Während ich aufwuchs, passierten andauernd irgendwelche schlimmen ­Sachen. Die meisten meiner Tanten und Onkel dröhnten sich zu, betranken sich oder kombinierten beides. Sogar mein Großvater war ständig besoffen. Meine Großmutter mochte das gar nicht, aber sie konnte nicht viel dagegen ausrichten. Ich erinnere mich an einen Sommerabend, an dem sich alle im Hinterhof betranken. Es war nicht lange, nachdem Onkel Johnny aus der Navy entlassen worden war. Ich weiß nicht, ob Onkel Johnny sein Alkoholproblem aus der Navy mitgebracht hatte oder ob es erst anfing, nachdem er wieder zuhause war, aber er war jedenfalls an jenem Abend, an dem er sich die Hände verbrannte, sturzbetrunken.

Mein Großvater saß mit seinen Freunden draußen.
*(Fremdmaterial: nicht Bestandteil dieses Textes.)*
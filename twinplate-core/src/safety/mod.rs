//! Safety monitoring
//!
//! Forces both plates off after a period without button activity.

pub mod idle;

pub use idle::IdleCountdown;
Onkel Johnny saß mit Onkel Harold, Onkel Star und einigen gemeinsamen Freunden zusam­men. Als die Nacht voranschritt und die Flaschen leerer wurden, began­nen die alten Männer und die jungen Hirsche, sich gegenseitig mit allerhand prahlerischem Geschwätz herauszufordern. Onkel Star ließ seine glorreiche Vergangenheit als Basketballspieler wiederaufleben. Es schien ihn nicht weiter zu stören, dass sich niemand daran erinnern konnte, ihn je in einem Spiel gut spielen gesehen zu haben – von den Rekorden, die er gebro­chen haben wollte, einmal ganz zu schweigen. „Ich war der Beste im ganzen Park, Mann“, sagte er. „Warum, glaubst du, hat mich Papa Star ­genannt?“ Mein Großvater sagte, es sei deshalb gewesen, weil er der einzige Curtis in der Familie war, aber wenn Star unbedingt Curtis heißen wollte, würde er gern mit ihm um den Namen kämpfen.

Dann sagte einer der Freunde meines Großvaters zu Onkel Johnny: „Ich wette, du kannst dieses Eis nicht von hier nach dort drüben bewe­gen.“ Er zeigte auf einen Block Trockeneis, den sie benutzt hatten, um die Getränke zu kühlen.

„Ich wette mir dir, dass ich diesen Eisblock tragen kann“, sagte Johnny.

„Na gut, dann wetten wir, dass du es nicht kannst.“

Johnny ging rüber zu dem Eisblock und murmelte irgendeine Scheiße vor sich hin, dass er in der Navy gewesen sei und was er alles könnte – einen Eisblock zu tragen war gar nichts. Sogar ich wusste, dass man das Eis lieber nicht berührte. Johnny aber nicht. Er bückte sich, um das Eis an den Seiten zu packen, und verbrannte sich die gesamte Haut an den Unterarmen. Meine Großmutter musste ihn ins Krankenhaus fahren, weil sie an jenem Abend die Einzige war, die nüchtern genug war, um hinterm Steuer zu sitzen.

Das ist genau die Sorte verrückter Scheiße, mit der ich aufgewachsen bin. Es passierte so viel, dass es normal erschien. Ich dachte, dass man in jeder Familie herumsaß, sich betrank und sich dann gegenseitig Streiche spielte, die zu Verbrennungen zweiten Grades führten.